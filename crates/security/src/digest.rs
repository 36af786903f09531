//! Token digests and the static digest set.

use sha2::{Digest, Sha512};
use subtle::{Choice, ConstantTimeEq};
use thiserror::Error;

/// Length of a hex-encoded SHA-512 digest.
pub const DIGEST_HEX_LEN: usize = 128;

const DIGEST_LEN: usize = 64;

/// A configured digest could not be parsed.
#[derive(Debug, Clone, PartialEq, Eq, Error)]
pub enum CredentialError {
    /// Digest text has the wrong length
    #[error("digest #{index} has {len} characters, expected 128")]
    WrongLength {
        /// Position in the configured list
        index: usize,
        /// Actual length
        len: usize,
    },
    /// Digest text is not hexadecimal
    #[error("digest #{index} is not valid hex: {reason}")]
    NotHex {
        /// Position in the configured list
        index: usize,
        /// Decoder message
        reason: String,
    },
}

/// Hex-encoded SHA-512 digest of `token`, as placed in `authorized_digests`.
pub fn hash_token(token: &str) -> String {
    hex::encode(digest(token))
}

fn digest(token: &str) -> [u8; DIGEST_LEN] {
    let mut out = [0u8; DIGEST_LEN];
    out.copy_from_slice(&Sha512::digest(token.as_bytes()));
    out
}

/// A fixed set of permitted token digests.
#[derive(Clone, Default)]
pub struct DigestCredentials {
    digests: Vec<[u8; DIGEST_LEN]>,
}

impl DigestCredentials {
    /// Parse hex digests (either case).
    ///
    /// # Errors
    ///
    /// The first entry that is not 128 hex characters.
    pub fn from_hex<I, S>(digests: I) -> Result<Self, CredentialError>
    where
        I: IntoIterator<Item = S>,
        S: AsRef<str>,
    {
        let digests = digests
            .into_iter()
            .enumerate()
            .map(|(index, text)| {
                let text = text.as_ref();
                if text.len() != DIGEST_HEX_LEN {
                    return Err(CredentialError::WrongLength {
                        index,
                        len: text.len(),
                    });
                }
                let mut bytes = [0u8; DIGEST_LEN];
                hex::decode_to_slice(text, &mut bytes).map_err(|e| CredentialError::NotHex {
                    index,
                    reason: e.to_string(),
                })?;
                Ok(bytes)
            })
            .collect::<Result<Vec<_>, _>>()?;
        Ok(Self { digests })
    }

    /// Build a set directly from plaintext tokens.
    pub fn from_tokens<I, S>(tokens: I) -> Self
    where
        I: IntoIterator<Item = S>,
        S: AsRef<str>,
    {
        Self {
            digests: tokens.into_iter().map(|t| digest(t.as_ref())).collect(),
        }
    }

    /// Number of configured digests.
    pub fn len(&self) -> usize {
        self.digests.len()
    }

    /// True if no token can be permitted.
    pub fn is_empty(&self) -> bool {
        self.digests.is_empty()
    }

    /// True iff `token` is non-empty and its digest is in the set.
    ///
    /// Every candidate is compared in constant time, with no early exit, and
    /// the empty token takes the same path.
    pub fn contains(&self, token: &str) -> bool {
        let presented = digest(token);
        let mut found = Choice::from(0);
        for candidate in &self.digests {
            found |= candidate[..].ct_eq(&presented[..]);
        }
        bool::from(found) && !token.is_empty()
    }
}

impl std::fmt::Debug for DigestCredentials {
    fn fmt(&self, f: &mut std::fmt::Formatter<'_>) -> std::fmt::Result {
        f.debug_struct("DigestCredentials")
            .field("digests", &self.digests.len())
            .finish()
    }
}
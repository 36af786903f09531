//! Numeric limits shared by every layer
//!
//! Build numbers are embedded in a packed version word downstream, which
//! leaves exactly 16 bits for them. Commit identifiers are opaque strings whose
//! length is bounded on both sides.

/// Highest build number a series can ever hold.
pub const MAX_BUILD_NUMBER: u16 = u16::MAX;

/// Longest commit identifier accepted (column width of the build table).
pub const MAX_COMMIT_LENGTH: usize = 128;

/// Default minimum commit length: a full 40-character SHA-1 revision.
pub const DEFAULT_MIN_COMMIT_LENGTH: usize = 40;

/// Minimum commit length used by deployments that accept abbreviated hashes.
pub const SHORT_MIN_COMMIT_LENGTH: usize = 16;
= = = =
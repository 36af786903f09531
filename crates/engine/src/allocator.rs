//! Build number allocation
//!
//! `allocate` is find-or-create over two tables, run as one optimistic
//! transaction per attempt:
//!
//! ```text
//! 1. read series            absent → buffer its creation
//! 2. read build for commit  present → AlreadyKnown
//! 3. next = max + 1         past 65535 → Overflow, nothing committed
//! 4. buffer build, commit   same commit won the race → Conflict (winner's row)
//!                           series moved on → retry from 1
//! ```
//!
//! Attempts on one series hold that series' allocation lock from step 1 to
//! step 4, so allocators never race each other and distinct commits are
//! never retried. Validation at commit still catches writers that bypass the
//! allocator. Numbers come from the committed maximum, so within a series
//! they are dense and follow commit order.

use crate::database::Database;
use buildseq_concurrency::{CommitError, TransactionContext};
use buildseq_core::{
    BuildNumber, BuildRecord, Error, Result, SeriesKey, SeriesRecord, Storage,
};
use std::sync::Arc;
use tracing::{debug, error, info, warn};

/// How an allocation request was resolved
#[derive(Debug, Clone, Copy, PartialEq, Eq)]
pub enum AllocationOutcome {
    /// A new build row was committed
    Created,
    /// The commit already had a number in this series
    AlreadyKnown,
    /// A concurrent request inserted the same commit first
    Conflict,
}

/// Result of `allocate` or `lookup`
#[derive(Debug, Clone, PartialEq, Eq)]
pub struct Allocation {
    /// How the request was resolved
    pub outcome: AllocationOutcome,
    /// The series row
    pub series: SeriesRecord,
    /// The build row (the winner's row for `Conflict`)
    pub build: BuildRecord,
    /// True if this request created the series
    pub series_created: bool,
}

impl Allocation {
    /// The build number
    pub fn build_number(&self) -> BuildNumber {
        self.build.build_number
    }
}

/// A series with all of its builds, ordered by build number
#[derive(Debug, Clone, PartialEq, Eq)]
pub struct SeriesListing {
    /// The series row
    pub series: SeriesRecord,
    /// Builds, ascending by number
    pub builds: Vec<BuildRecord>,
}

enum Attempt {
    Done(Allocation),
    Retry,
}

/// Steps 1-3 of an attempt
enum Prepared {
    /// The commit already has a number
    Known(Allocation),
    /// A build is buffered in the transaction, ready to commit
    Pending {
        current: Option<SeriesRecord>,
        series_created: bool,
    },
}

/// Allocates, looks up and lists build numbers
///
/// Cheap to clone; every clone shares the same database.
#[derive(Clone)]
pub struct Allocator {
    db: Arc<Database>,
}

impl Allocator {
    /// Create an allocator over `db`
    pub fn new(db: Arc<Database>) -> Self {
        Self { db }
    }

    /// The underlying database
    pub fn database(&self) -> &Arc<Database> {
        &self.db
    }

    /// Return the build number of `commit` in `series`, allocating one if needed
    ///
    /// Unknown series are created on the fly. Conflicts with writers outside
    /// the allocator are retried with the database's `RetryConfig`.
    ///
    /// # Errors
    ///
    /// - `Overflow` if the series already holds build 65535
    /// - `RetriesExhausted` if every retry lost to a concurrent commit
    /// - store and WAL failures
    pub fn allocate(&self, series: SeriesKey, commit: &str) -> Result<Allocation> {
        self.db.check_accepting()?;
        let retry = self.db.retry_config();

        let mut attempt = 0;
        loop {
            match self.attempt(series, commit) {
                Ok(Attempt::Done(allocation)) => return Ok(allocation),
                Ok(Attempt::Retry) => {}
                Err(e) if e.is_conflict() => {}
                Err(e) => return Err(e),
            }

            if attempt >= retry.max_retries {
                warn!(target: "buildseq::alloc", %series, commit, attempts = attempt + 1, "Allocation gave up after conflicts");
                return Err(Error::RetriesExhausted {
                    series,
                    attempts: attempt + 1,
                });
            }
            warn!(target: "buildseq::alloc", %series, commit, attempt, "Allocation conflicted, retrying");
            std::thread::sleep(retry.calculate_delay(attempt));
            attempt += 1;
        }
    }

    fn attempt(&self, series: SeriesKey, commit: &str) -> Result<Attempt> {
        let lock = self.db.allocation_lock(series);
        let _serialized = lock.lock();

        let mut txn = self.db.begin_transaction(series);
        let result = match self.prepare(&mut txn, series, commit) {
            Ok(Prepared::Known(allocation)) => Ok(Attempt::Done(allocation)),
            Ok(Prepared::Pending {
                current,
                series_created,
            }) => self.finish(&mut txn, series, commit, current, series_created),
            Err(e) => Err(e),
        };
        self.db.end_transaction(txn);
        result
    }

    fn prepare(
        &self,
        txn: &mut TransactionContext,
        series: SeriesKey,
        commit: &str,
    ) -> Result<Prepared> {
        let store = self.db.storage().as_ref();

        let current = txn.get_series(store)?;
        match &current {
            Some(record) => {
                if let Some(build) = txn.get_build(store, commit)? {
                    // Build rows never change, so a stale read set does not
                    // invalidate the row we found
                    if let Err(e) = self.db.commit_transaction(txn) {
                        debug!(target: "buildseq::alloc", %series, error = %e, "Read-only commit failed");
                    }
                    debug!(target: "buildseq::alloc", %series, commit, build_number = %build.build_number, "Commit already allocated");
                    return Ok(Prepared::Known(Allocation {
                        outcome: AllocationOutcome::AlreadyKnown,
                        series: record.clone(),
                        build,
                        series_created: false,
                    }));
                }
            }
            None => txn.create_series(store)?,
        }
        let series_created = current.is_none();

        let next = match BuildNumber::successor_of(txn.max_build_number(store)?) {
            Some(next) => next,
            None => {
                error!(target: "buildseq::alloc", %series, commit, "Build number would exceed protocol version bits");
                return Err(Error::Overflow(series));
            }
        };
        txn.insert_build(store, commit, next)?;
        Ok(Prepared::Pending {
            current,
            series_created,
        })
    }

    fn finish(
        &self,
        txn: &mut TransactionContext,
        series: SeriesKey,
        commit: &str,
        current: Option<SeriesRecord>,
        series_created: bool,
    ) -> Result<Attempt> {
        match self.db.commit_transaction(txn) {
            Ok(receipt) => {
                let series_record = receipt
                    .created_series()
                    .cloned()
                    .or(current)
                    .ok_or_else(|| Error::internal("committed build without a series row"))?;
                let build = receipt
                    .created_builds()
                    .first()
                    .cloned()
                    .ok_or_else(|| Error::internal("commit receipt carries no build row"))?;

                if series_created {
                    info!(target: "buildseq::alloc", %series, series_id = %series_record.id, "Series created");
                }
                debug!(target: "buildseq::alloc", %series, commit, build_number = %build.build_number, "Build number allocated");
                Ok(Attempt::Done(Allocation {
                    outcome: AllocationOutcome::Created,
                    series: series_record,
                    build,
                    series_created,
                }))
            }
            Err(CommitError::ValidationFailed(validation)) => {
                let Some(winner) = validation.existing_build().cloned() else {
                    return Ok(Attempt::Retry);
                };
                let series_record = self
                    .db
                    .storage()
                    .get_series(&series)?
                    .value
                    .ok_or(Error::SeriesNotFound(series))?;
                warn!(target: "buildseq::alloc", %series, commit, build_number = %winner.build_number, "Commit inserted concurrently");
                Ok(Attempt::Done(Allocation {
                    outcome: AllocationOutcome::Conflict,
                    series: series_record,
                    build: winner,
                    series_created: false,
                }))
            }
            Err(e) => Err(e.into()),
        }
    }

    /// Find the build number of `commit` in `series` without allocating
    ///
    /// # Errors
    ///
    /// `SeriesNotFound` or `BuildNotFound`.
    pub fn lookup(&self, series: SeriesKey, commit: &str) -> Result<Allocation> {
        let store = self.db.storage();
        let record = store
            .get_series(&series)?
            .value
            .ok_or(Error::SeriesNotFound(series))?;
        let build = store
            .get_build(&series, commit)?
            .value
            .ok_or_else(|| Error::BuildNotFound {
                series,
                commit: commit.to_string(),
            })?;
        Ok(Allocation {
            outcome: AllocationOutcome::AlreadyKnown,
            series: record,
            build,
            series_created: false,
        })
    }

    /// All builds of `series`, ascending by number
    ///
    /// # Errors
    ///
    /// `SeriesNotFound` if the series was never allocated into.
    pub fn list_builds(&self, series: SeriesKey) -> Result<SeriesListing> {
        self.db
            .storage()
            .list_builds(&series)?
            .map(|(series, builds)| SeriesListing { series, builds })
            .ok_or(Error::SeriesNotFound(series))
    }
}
= = = =
_TASK_: Note every line of the entries in which "lookup" appears, and copy it down.

_SOLUTION TO THE PROBLEM_:
/// Result of `allocate` or `lookup`
    pub fn lookup(&self, series: SeriesKey, commit: &str) -> Result<Allocation> {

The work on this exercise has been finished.